At every turn, Geoffrey Chaucer challenges his reader and keeps his audience in a constant state of surprise. Each of his Canterbury Tales contains twists on the straightforward genres they would otherwise represent. By embedding criticism for the genres in which he writes, Chaucer challenges the clout of such typical tales and asks his readers to do the same. How do we know that a miracle tale has any access to reality? Because it invokes the Blessed Virgin and is told by a nun? Surely there must be more to it than that. How do we know that a moral tale have any true lesson to teach?

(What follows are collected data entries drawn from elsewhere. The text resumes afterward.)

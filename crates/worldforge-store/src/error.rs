//! Store error types

use worldforge_common::Error;

/// Error type for redb store operations
#[derive(Debug, thiserror::Error)]
pub enum StoreError {
    #[error("redb error: {0}")]
    Redb(#[from] redb::DatabaseError),
    #[error("redb storage error: {0}")]
    Storage(#[from] redb::StorageError),
    #[error("redb table error: {0}")]
    Table(#[from] redb::TableError),
    #[error("redb transaction error: {0}")]
    Transaction(Box<redb::TransactionError>),
    #[error("redb commit error: {0}")]
    Commit(#[from] redb::CommitError),
    #[error("bincode error: {0}")]
    Bincode(#[from] bincode::Error),
    #[error("io error: {0}")]
    Io(#[from] std::io::Error),
    #[error("document already exists: {0}")]
    Exists(String),
    #[error("document not found: {0}")]
    Missing(String),
    #[error("store closed")]
    Closed,
    #[error("blocking task failed: {0}")]
    Task(String),
}

impl From<redb::TransactionError> for StoreError {
    fn from(e: redb::TransactionError) -> Self {
        Self::Transaction(Box::new(e))
    }
}

pub type StoreResult<T> = Result<T, StoreError>;

impl StoreError {
    /// Map into the shared taxonomy as a document storage failure
    pub fn into_storage_error(self) -> Error {
        match self {
            Self::Exists(id) => Error::DocumentExists(id),
            Self::Missing(id) => Error::DocumentNotFound(id),
            other => Error::storage(other.to_string()),
        }
    }

    /// Map into the shared taxonomy as an asset archive failure
    pub fn into_archive_error(self) -> Error {
        Error::archive(self.to_string())
    }
}

#[cfg(test)]
mod tests {
    use super::*;

    #[test]
    fn test_mapping_keeps_not_found_and_exists() {
        assert!(matches!(
            StoreError::Exists("terrain".into()).into_storage_error(),
            Error::DocumentExists(_)
        ));
        assert!(
            StoreError::Missing("terrain".into())
                .into_storage_error()
                .is_not_found()
        );
        assert!(StoreError::Closed.into_storage_error().is_retryable());
        assert!(matches!(
            StoreError::Closed.into_archive_error(),
            Error::Archive(_)
        ));
    }
}
/// Snapshot of manager counters
#[derive(Clone, Copy, Debug, Default, PartialEq, Eq)]
pub struct ManagerStats {
    pub open_documents: usize,
    /// Notifications accepted into the queue
    pub enqueued: u64,
    /// Queued notifications discarded because a newer one was in the same batch
    pub deduplicated: u64,
    /// Batches taken from the queue
    pub batches: u64,
    /// Successful saves
    pub persisted: u64,
    pub persist_failures: u64,
    /// Notifications that found the queue full
    pub queue_full: u64,
    /// Saves performed directly after a queue retry failed
    pub fallback_saves: u64,
}

/// Outcome of flushing dirty documents
#[derive(Clone, Debug, Default, PartialEq, Eq)]
pub struct FlushReport {
    pub saved: Vec<DocumentId>,
    pub failed: Vec<DocumentId>,
}

impl FlushReport {
    pub fn is_clean(&self) -> bool {
        self.failed.is_empty()
    }
}

/// Change subscriber registered on every managed document
struct Intake {
    inner: Weak<Inner>,
}

impl ChangeListener for Intake {
    fn document_changed(&self, id: &DocumentId) {
        if let Some(inner) = self.inner.upgrade() {
            inner.enqueue(id);
        }
    }
}

struct Inner {
    backend: Arc<dyn StorageBackend>,
    context: DocumentContext,
    registry: DocumentRegistry,
    config: ManagerConfig,
    cache: DashMap<DocumentId, Arc<Slot>>,
    saves: Semaphore,
    cancel: CancellationToken,
    accepting: AtomicBool,
    tx: mpsc::Sender<QueuedUpdate>,
    listener: Arc<dyn ChangeListener>,
    runtime: Handle,
    seq: AtomicU64,
    counters: Counters,
}
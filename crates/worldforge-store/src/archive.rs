//! Landblock record archive backed by redb.
//!
//! Records are stored bincode-encoded under their archive record id. A batch
//! save commits every record and the new iteration in one write transaction,
//! so an export either lands completely or not at all.

use std::path::Path;
use std::sync::Arc;

use async_trait::async_trait;
use redb::{Database, ReadableTable};
use tracing::{debug, info};

use worldforge_common::{LandblockKey, Result};
use worldforge_docs::{AssetArchive, LandblockRecord, landblock_record_id};

use crate::error::{StoreError, StoreResult};
use crate::{run_blocking, tables};

fn read_landblock(db: &Database, record_id: u32) -> StoreResult<Option<LandblockRecord>> {
    let rtx = db.begin_read()?;
    let table = rtx.open_table(tables::LANDBLOCKS)?;
    match table.get(record_id)? {
        Some(value) => Ok(Some(bincode::deserialize(value.value())?)),
        None => Ok(None),
    }
}

fn write_landblocks(db: &Database, records: &[LandblockRecord], iteration: u32) -> StoreResult<()> {
    let wtx = db.begin_write()?;
    {
        let mut table = wtx.open_table(tables::LANDBLOCKS)?;
        for record in records {
            let bytes = bincode::serialize(record)?;
            table.insert(record.id, bytes.as_slice())?;
        }

        let mut meta = wtx.open_table(tables::ARCHIVE_META)?;
        let current = meta
            .get(tables::META_ITERATION)?
            .map_or(0, |value| value.value());
        if iteration > current {
            meta.insert(tables::META_ITERATION, iteration)?;
        }
    }
    wtx.commit()?;
    Ok(())
}

/// Asset archive persisted in a redb file
pub struct RedbArchive {
    db: Arc<Database>,
}

impl RedbArchive {
    /// Open (or create) the archive at `path`
    pub fn open(path: impl AsRef<Path>) -> StoreResult<Self> {
        let path = path.as_ref();
        if let Some(parent) = path.parent() {
            std::fs::create_dir_all(parent)?;
        }
        let db = Database::create(path)?;

        let wtx = db.begin_write()?;
        wtx.open_table(tables::LANDBLOCKS)?;
        wtx.open_table(tables::ARCHIVE_META)?;
        wtx.commit()?;

        info!("Opened asset archive at {}", path.display());
        Ok(Self { db: Arc::new(db) })
    }

    /// Last iteration written
    pub fn iteration(&self) -> StoreResult<u32> {
        let rtx = self.db.begin_read()?;
        let table = rtx.open_table(tables::ARCHIVE_META)?;
        Ok(table
            .get(tables::META_ITERATION)?
            .map_or(0, |value| value.value()))
    }

    /// Number of stored landblock records
    pub fn len(&self) -> StoreResult<usize> {
        let rtx = self.db.begin_read()?;
        let table = rtx.open_table(tables::LANDBLOCKS)?;
        Ok(table.iter()?.count())
    }

    pub fn is_empty(&self) -> StoreResult<bool> {
        Ok(self.len()? == 0)
    }

    /// Fill every landblock with `x, y < extent` with a flat record, in one commit
    pub fn seed_flat(&self, extent: u8, height: u8) -> StoreResult<usize> {
        let records: Vec<_> = LandblockKey::all()
            .filter(|key| key.x() < extent && key.y() < extent)
            .map(|key| LandblockRecord::flat(key, height))
            .collect();
        write_landblocks(&self.db, &records, 0)?;
        info!("Seeded {} flat landblocks at height {height}", records.len());
        Ok(records.len())
    }

    /// Read one landblock's record directly
    pub fn record(&self, key: LandblockKey) -> StoreResult<Option<LandblockRecord>> {
        read_landblock(&self.db, landblock_record_id(key))
    }
}

#[async_trait]
impl AssetArchive for RedbArchive {
    async fn try_get_landblock(&self, record_id: u32) -> Result<Option<LandblockRecord>> {
        run_blocking(&self.db, move |db| read_landblock(db, record_id))
            .await
            .map_err(StoreError::into_archive_error)
    }

    async fn try_save_landblock(&self, record: LandblockRecord, iteration: u32) -> Result<()> {
        self.try_save_landblocks(vec![record], iteration).await
    }

    async fn try_save_landblocks(&self, records: Vec<LandblockRecord>, iteration: u32) -> Result<()> {
        let count = records.len();
        run_blocking(&self.db, move |db| write_landblocks(db, &records, iteration))
            .await
            .map_err(StoreError::into_archive_error)?;
        debug!("Saved {count} landblock records at iteration {iteration}");
        Ok(())
    }
}
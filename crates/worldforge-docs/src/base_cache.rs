//! Immutable base terrain grid and its derived on-disk snapshot
//!
//! The base cache holds the archive's terrain for every landblock that
//! exists. Building it means reading up to 255×255 archive records, so the
//! assembled grid is also written to a local snapshot file and reused by
//! later runs.
//!
//! Snapshot layout: a fixed 24-byte header followed by a bincode body of
//! `(key, 81 values)` pairs.
//!
//! ```text
//! 0..8    magic "WFTBASE1"
//! 8..12   format version (LE)
//! 12..20  entry count (LE)
//! 20..24  CRC32C of the body (LE)
//! ```

use std::fs::{File, OpenOptions};
use std::io::{BufReader, BufWriter, Read, Write};
use std::path::{Path, PathBuf};
use std::sync::Arc;
use std::time::Instant;

use futures::StreamExt;
use futures::stream;
use tokio::sync::OnceCell;
use tracing::{debug, info, warn};

use worldforge_common::config::TerrainConfig;
use worldforge_common::{CELLS_PER_LANDBLOCK, Error, LandblockCells, LandblockKey, Result};

use crate::archive::{AssetArchive, landblock_record_id};
use crate::document::{decode, encode};

const SLOTS: usize = 1 << 16;

/// Snapshot file header
#[derive(Clone, Copy, Debug, PartialEq, Eq)]
struct SnapshotHeader {
    version: u32,
    entry_count: u64,
    checksum: u32,
}

impl SnapshotHeader {
    const MAGIC: [u8; 8] = *b"WFTBASE1";
    const VERSION: u32 = 1;
    const SIZE: usize = 24;

    fn to_bytes(self) -> [u8; Self::SIZE] {
        let mut buf = [0u8; Self::SIZE];
        buf[0..8].copy_from_slice(&Self::MAGIC);
        buf[8..12].copy_from_slice(&self.version.to_le_bytes());
        buf[12..20].copy_from_slice(&self.entry_count.to_le_bytes());
        buf[20..24].copy_from_slice(&self.checksum.to_le_bytes());
        buf
    }

    fn from_bytes(data: &[u8]) -> Option<Self> {
        if data.len() < Self::SIZE || data[0..8] != Self::MAGIC {
            return None;
        }
        Some(Self {
            version: u32::from_le_bytes(data[8..12].try_into().ok()?),
            entry_count: u64::from_le_bytes(data[12..20].try_into().ok()?),
            checksum: u32::from_le_bytes(data[20..24].try_into().ok()?),
        })
    }
}

/// Immutable base grid indexed by landblock key
pub struct BaseCache {
    slots: Vec<Option<Box<LandblockCells>>>,
    len: usize,
}

impl BaseCache {
    /// A cache with no landblocks
    #[must_use]
    pub fn empty() -> Self {
        Self {
            slots: vec![None; SLOTS],
            len: 0,
        }
    }

    /// Build from `(key, cells)` pairs; later duplicates replace earlier ones
    pub fn from_entries(entries: impl IntoIterator<Item = (LandblockKey, LandblockCells)>) -> Self {
        let mut cache = Self::empty();
        for (key, cells) in entries {
            let slot = &mut cache.slots[usize::from(key.raw())];
            if slot.is_none() {
                cache.len += 1;
            }
            *slot = Some(Box::new(cells));
        }
        cache
    }

    pub fn get(&self, key: LandblockKey) -> Option<&LandblockCells> {
        self.slots[usize::from(key.raw())].as_deref()
    }

    pub fn contains(&self, key: LandblockKey) -> bool {
        self.slots[usize::from(key.raw())].is_some()
    }

    pub const fn len(&self) -> usize {
        self.len
    }

    pub const fn is_empty(&self) -> bool {
        self.len == 0
    }

    /// Keys of every present landblock, ascending
    pub fn keys(&self) -> impl Iterator<Item = LandblockKey> + '_ {
        self.slots
            .iter()
            .enumerate()
            .filter(|(_, slot)| slot.is_some())
            .map(|(raw, _)| LandblockKey::from_raw(raw as u16))
    }

    /// Read every landblock of the grid from the archive.
    ///
    /// Missing or unreadable landblocks are skipped.
    pub async fn build(archive: &dyn AssetArchive, concurrency: usize) -> BuildReport {
        let started = Instant::now();
        let mut reads = stream::iter(LandblockKey::all())
            .map(|key| async move { (key, archive.try_get_landblock(landblock_record_id(key)).await) })
            .buffer_unordered(concurrency.max(1));

        let mut entries = Vec::new();
        let mut missing = 0usize;
        let mut failed = 0usize;
        while let Some((key, result)) = reads.next().await {
            match result.and_then(|record| record.map(|r| r.to_cells()).transpose()) {
                Ok(Some(cells)) => entries.push((key, cells)),
                Ok(None) => missing += 1,
                Err(e) => {
                    debug!("Skipping landblock {key}: {e}");
                    failed += 1;
                }
            }
        }

        let cache = Self::from_entries(entries);
        info!(
            "Built terrain base cache: {} landblocks, {} missing, {} unreadable in {:?}",
            cache.len(),
            missing,
            failed,
            started.elapsed()
        );
        BuildReport {
            cache,
            missing,
            failed,
        }
    }

    /// Write the snapshot atomically (temp file, then rename)
    pub fn write_snapshot(&self, path: &Path) -> Result<()> {
        let entries: Vec<(u16, Vec<u32>)> = self
            .keys()
            .filter_map(|key| self.get(key).map(|cells| (key.raw(), cells.to_vec())))
            .collect();
        let data = encode(&entries)?;

        let header = SnapshotHeader {
            version: SnapshotHeader::VERSION,
            entry_count: entries.len() as u64,
            checksum: crc32c::crc32c(&data),
        };

        if let Some(dir) = path.parent() {
            std::fs::create_dir_all(dir)
                .map_err(|e| Error::Storage(format!("failed to create cache dir: {e}")))?;
        }

        let temp_path = path.with_extension("tmp");
        {
            let file = OpenOptions::new()
                .create(true)
                .write(true)
                .truncate(true)
                .open(&temp_path)
                .map_err(|e| Error::Storage(format!("failed to create snapshot file: {e}")))?;
            let mut writer = BufWriter::new(file);
            writer
                .write_all(&header.to_bytes())
                .map_err(|e| Error::Storage(format!("failed to write snapshot header: {e}")))?;
            writer
                .write_all(&data)
                .map_err(|e| Error::Storage(format!("failed to write snapshot data: {e}")))?;
            writer
                .flush()
                .map_err(|e| Error::Storage(format!("failed to flush snapshot: {e}")))?;
            writer
                .get_ref()
                .sync_all()
                .map_err(|e| Error::Storage(format!("failed to sync snapshot: {e}")))?;
        }

        std::fs::rename(&temp_path, path)
            .map_err(|e| Error::Storage(format!("failed to rename snapshot: {e}")))?;
        Ok(())
    }

    /// Read and validate a snapshot; `Ok(None)` when the file does not exist
    pub fn read_snapshot(path: &Path) -> Result<Option<Self>> {
        let file = match File::open(path) {
            Ok(file) => file,
            Err(e) if e.kind() == std::io::ErrorKind::NotFound => return Ok(None),
            Err(e) => return Err(Error::Storage(format!("failed to open snapshot: {e}"))),
        };
        let mut reader = BufReader::new(file);

        let mut header_buf = [0u8; SnapshotHeader::SIZE];
        reader
            .read_exact(&mut header_buf)
            .map_err(|e| Error::Storage(format!("failed to read snapshot header: {e}")))?;
        let header = SnapshotHeader::from_bytes(&header_buf)
            .ok_or_else(|| Error::Storage("invalid snapshot header".into()))?;
        if header.version != SnapshotHeader::VERSION {
            return Err(Error::Storage(format!(
                "unsupported snapshot version {}",
                header.version
            )));
        }

        let mut data = Vec::new();
        reader
            .read_to_end(&mut data)
            .map_err(|e| Error::Storage(format!("failed to read snapshot data: {e}")))?;
        if crc32c::crc32c(&data) != header.checksum {
            return Err(Error::Storage("snapshot checksum mismatch".into()));
        }

        let entries: Vec<(u16, Vec<u32>)> = decode(&data)?;
        if entries.len() as u64 != header.entry_count {
            return Err(Error::Storage("snapshot entry count mismatch".into()));
        }

        let mut cells = Vec::with_capacity(entries.len());
        for (raw, values) in entries {
            let values: LandblockCells = values.try_into().map_err(|v: Vec<u32>| {
                Error::Storage(format!(
                    "snapshot landblock {raw:04X} has {} cells, expected {CELLS_PER_LANDBLOCK}",
                    v.len()
                ))
            })?;
            cells.push((LandblockKey::from_raw(raw), values));
        }
        Ok(Some(Self::from_entries(cells)))
    }
}

impl std::fmt::Debug for BaseCache {
    fn fmt(&self, f: &mut std::fmt::Formatter<'_>) -> std::fmt::Result {
        f.debug_struct("BaseCache").field("len", &self.len).finish()
    }
}

/// Outcome of building the base cache from the archive
#[derive(Debug)]
pub struct BuildReport {
    pub cache: BaseCache,
    /// Landblocks the archive has no record for
    pub missing: usize,
    /// Landblocks whose record could not be read or decoded
    pub failed: usize,
}

struct HandleInner {
    cell: OnceCell<Arc<BaseCache>>,
    snapshot_path: Option<PathBuf>,
    read_concurrency: usize,
}

/// Shared once-only slot for the base cache
///
/// Every clone refers to the same slot, so the grid is loaded at most once
/// no matter how many terrain documents ask for it.
#[derive(Clone)]
pub struct BaseCacheHandle {
    inner: Arc<HandleInner>,
}

impl BaseCacheHandle {
    /// A handle backed by a snapshot file inside `cache_dir`
    pub fn new(cache_dir: &Path, config: &TerrainConfig) -> Self {
        Self::with_path(Some(cache_dir.join(&config.base_cache_file)), config)
    }

    /// A handle that always builds from the archive and never touches disk
    pub fn in_memory(config: &TerrainConfig) -> Self {
        Self::with_path(None, config)
    }

    /// A handle whose cache is already loaded
    pub fn preloaded(cache: BaseCache) -> Self {
        let handle = Self::in_memory(&TerrainConfig::default());
        // a fresh cell cannot already be set
        let _ = handle.inner.cell.set(Arc::new(cache));
        handle
    }

    fn with_path(snapshot_path: Option<PathBuf>, config: &TerrainConfig) -> Self {
        Self {
            inner: Arc::new(HandleInner {
                cell: OnceCell::new(),
                snapshot_path,
                read_concurrency: config.archive_read_concurrency,
            }),
        }
    }

    pub fn snapshot_path(&self) -> Option<&Path> {
        self.inner.snapshot_path.as_deref()
    }

    /// The cache, if it has been loaded
    pub fn get(&self) -> Option<Arc<BaseCache>> {
        self.inner.cell.get().cloned()
    }

    /// Load the snapshot, or build from the archive and write the snapshot
    pub async fn get_or_load(&self, archive: &dyn AssetArchive) -> Result<Arc<BaseCache>> {
        let cache = self
            .inner
            .cell
            .get_or_try_init(|| self.load(archive))
            .await?;
        Ok(Arc::clone(cache))
    }

    async fn load(&self, archive: &dyn AssetArchive) -> Result<Arc<BaseCache>> {
        if let Some(path) = self.inner.snapshot_path.clone() {
            let read_path = path.clone();
            let snapshot = tokio::task::spawn_blocking(move || BaseCache::read_snapshot(&read_path))
                .await
                .map_err(|e| Error::internal(format!("snapshot reader panicked: {e}")))?;
            match snapshot {
                Ok(Some(cache)) if !cache.is_empty() => {
                    info!(
                        "Loaded terrain base cache from {}: {} landblocks",
                        path.display(),
                        cache.len()
                    );
                    return Ok(Arc::new(cache));
                }
                Ok(_) => debug!("No usable terrain base cache at {}", path.display()),
                Err(e) => warn!(
                    "Ignoring terrain base cache at {}: {e}; rebuilding",
                    path.display()
                ),
            }
        }

        let report = BaseCache::build(archive, self.inner.read_concurrency).await;
        let cache = Arc::new(report.cache);

        if let Some(path) = self.inner.snapshot_path.clone() {
            if cache.is_empty() {
                debug!("Not writing an empty terrain base cache");
            } else {
                let snapshot = Arc::clone(&cache);
                let write_path = path.clone();
                let written =
                    tokio::task::spawn_blocking(move || snapshot.write_snapshot(&write_path)).await;
                match written {
                    Ok(Ok(())) => info!("Wrote terrain base cache to {}", path.display()),
                    Ok(Err(e)) => warn!("Failed to write terrain base cache: {e}"),
                    Err(e) => warn!("Terrain base cache writer panicked: {e}"),
                }
            }
        }
        Ok(cache)
    }
}

impl std::fmt::Debug for BaseCacheHandle {
    fn fmt(&self, f: &mut std::fmt::Formatter<'_>) -> std::fmt::Result {
        f.debug_struct("BaseCacheHandle")
            .field("snapshot_path", &self.inner.snapshot_path)
            .field("loaded", &self.inner.cell.initialized())
            .finish()
    }
}
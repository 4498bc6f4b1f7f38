//! Nullable clock — time only moves when a test moves it.

use assize_types::Timestamp;
use std::sync::atomic::{AtomicU64, Ordering};

const DAY_SECS: u64 = 86_400;

/// A deterministic clock, shareable across threads.
#[derive(Debug, Default)]
pub struct NullClock {
    current: AtomicU64,
}

impl NullClock {
    pub fn new(initial_secs: u64) -> Self {
        Self {
            current: AtomicU64::new(initial_secs),
        }
    }

    pub fn now(&self) -> Timestamp {
        Timestamp::new(self.current.load(Ordering::SeqCst))
    }

    /// Advance by `secs` and return the new time.
    pub fn advance(&self, secs: u64) -> Timestamp {
        let next = self.current.load(Ordering::SeqCst).saturating_add(secs);
        self.current.store(next, Ordering::SeqCst);
        Timestamp::new(next)
    }

    pub fn advance_days(&self, days: u64) -> Timestamp {
        self.advance(days * DAY_SECS)
    }

    /// Jump to the first instant after `deadline`.
    pub fn pass(&self, deadline: Timestamp) -> Timestamp {
        self.set(deadline.as_secs() + 1)
    }

    pub fn set(&self, secs: u64) -> Timestamp {
        self.current.store(secs, Ordering::SeqCst);
        Timestamp::new(secs)
    }
}

#[cfg(test)]
mod tests {
    use super::*;

    #[test]
    fn advances_only_on_request() {
        let clock = NullClock::new(100);
        assert_eq!(clock.now(), Timestamp::new(100));
        assert_eq!(clock.advance(5), Timestamp::new(105));
        assert_eq!(clock.pass(Timestamp::new(200)), Timestamp::new(201));
        assert_eq!(clock.advance_days(1).as_secs(), 201 + DAY_SECS);
    }
}
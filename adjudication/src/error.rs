use assize_types::{CaseRef, ClaimId, ClaimStatus, ParamsError, ParticipantId, Timestamp};
use thiserror::Error;

/// Broad class of a rejected operation. None of them leave partial state behind.
#[derive(Clone, Copy, Debug, PartialEq, Eq)]
pub enum ErrorKind {
    /// Bad input shape or range.
    Validation,
    /// The caller is not entitled to perform the operation.
    Authorization,
    /// The operation arrived outside its time window.
    Timing,
    /// The referenced record does not exist.
    NotFound,
    /// The claim is not in a state that permits the operation.
    State,
}

#[derive(Clone, Debug, Error, PartialEq, Eq)]
pub enum AdjudicationError {
    #[error("seed already consumed for {0}")]
    InvalidSeed(ClaimId),

    #[error("insufficient juror pool: {eligible} eligible, {required} required")]
    InsufficientPool { eligible: usize, required: usize },

    #[error("jury size {size} outside [{min}, {max}]")]
    InvalidJurySize { size: u32, min: u32, max: u32 },

    #[error("confidence {0} bps outside [5000, 10000]")]
    InvalidConfidence(u16),

    #[error("payout {0} bps exceeds 10000")]
    InvalidPayout(u16),

    #[error("invalid claim: {0}")]
    InvalidClaim(String),

    #[error("participant id {0:?} is malformed")]
    InvalidParticipant(String),

    #[error("juror {0} was not selected for this case")]
    NotSelected(ParticipantId),

    #[error("{0} is not the original claimant")]
    NotAppellant(ParticipantId),

    #[error("voting closed for {case} (deadline {deadline})")]
    VotingClosed { case: CaseRef, deadline: Timestamp },

    #[error("appeal window closed at {closed_at}")]
    WindowExpired { closed_at: Timestamp },

    #[error("juror {0} has already voted")]
    AlreadyVoted(ParticipantId),

    #[error("{0} has already been appealed")]
    AlreadyAppealed(ClaimId),

    #[error("{claim} is {status}, not appealable")]
    NotAppealable { claim: ClaimId, status: ClaimStatus },

    #[error("{claim} is {status}, not awaiting jury selection")]
    NotAwaitingSelection { claim: ClaimId, status: ClaimStatus },

    #[error("{claim} cannot move from {from} to {to}")]
    InvalidTransition {
        claim: ClaimId,
        from: ClaimStatus,
        to: ClaimStatus,
    },

    #[error("{0} already has a jury")]
    CaseAlreadyOpen(CaseRef),

    #[error("{0} not found")]
    ClaimNotFound(ClaimId),

    #[error("invalid parameters: {0}")]
    Params(#[from] ParamsError),

    #[error("snapshot encoding: {0}")]
    Snapshot(String),
}

impl AdjudicationError {
    pub fn kind(&self) -> ErrorKind {
        match self {
            Self::InvalidSeed(_)
            | Self::InsufficientPool { .. }
            | Self::InvalidJurySize { .. }
            | Self::InvalidConfidence(_)
            | Self::InvalidPayout(_)
            | Self::InvalidClaim(_)
            | Self::InvalidParticipant(_)
            | Self::Params(_)
            | Self::Snapshot(_) => ErrorKind::Validation,
            Self::NotSelected(_) | Self::NotAppellant(_) => ErrorKind::Authorization,
            Self::VotingClosed { .. } | Self::WindowExpired { .. } => ErrorKind::Timing,
            Self::ClaimNotFound(_) => ErrorKind::NotFound,
            Self::AlreadyVoted(_)
            | Self::AlreadyAppealed(_)
            | Self::NotAppealable { .. }
            | Self::NotAwaitingSelection { .. }
            | Self::InvalidTransition { .. }
            | Self::CaseAlreadyOpen(_) => ErrorKind::State,
        }
    }
}
//! Insurance claim categories.

use serde::{Deserialize, Serialize};
use std::fmt;

/// The line of cover a claim is filed under.
#[derive(Clone, Copy, Debug, PartialEq, Eq, Hash, Serialize, Deserialize)]
#[serde(rename_all = "snake_case")]
pub enum ClaimCategory {
    Health,
    Vehicle,
    Travel,
    ProductWarranty,
    Pet,
    Agricultural,
}

impl ClaimCategory {
    pub const ALL: [ClaimCategory; 6] = [
        Self::Health,
        Self::Vehicle,
        Self::Travel,
        Self::ProductWarranty,
        Self::Pet,
        Self::Agricultural,
    ];

    pub fn as_str(&self) -> &'static str {
        match self {
            Self::Health => "health",
            Self::Vehicle => "vehicle",
            Self::Travel => "travel",
            Self::ProductWarranty => "product_warranty",
            Self::Pet => "pet",
            Self::Agricultural => "agricultural",
        }
    }
}

impl fmt::Display for ClaimCategory {
    fn fmt(&self, f: &mut fmt::Formatter<'_>) -> fmt::Result {
        f.write_str(self.as_str())
    }
}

Because it features a bad man who meets a bad end? There must be more to it than that. What if, for example, the man who meets a grisly end was just doing his job? And what if that end was constructed by a storyteller who despises his own protagonist? In raising such questions, Chaucer reminds us that we cannot take a story at face value, certainly not without considering the source. That notion can be prudently applied to many aspects of life.
At the outset of The Canterbury Tales, Chaucer takes great care to introduce the characters on his journey who will be telling tales. He describes them in humorous detail, and as he does so he reveals his objective: not only to tell stories, but also to reveal the true nature of the storytellers. As he demonstrates in tale after tale, Chaucer has a devotion to more than the written word: he has a propensity for storytelling. He wants to ascertain how we know what we know, and what, if anything, is trustworthy in the world of literature. Above all, Chaucer remains one of the few writers to truly understand that storytelling is a tool and not a plaything, and that there is always more than one story to consider within each tale.
Work Cited
Bryant, Brantley L. “‘By Extorcions I Lyve’: Chaucer’s Friar's Tale and Corrupt Officials.” The Chaucer Review 42.2 (2007): 180-195. E-Journals. EBSCO. Web. 3 Dec. 2009.
Chaucer , Geoffrey, et al. The Riverside Chaucer. New York: Houghton Mifflin Company, 1986.
Heffernan, Carol Falvo. “Praying Before the Image of Mary: Chaucer’s Prioress’s Tale, VII 502-12.” The Chaucer Review 39.1 (2004): 103-116. E-Journals. EBSCO. Web. 3 Dec. 2009.
“Ideology, Antisemitism, and Chaucer’s Prioress's Tale.” The Chaucer Review 36.1 (2001): 48-72. E-Journals. EBSCO. Web. 3 Dec. 2009.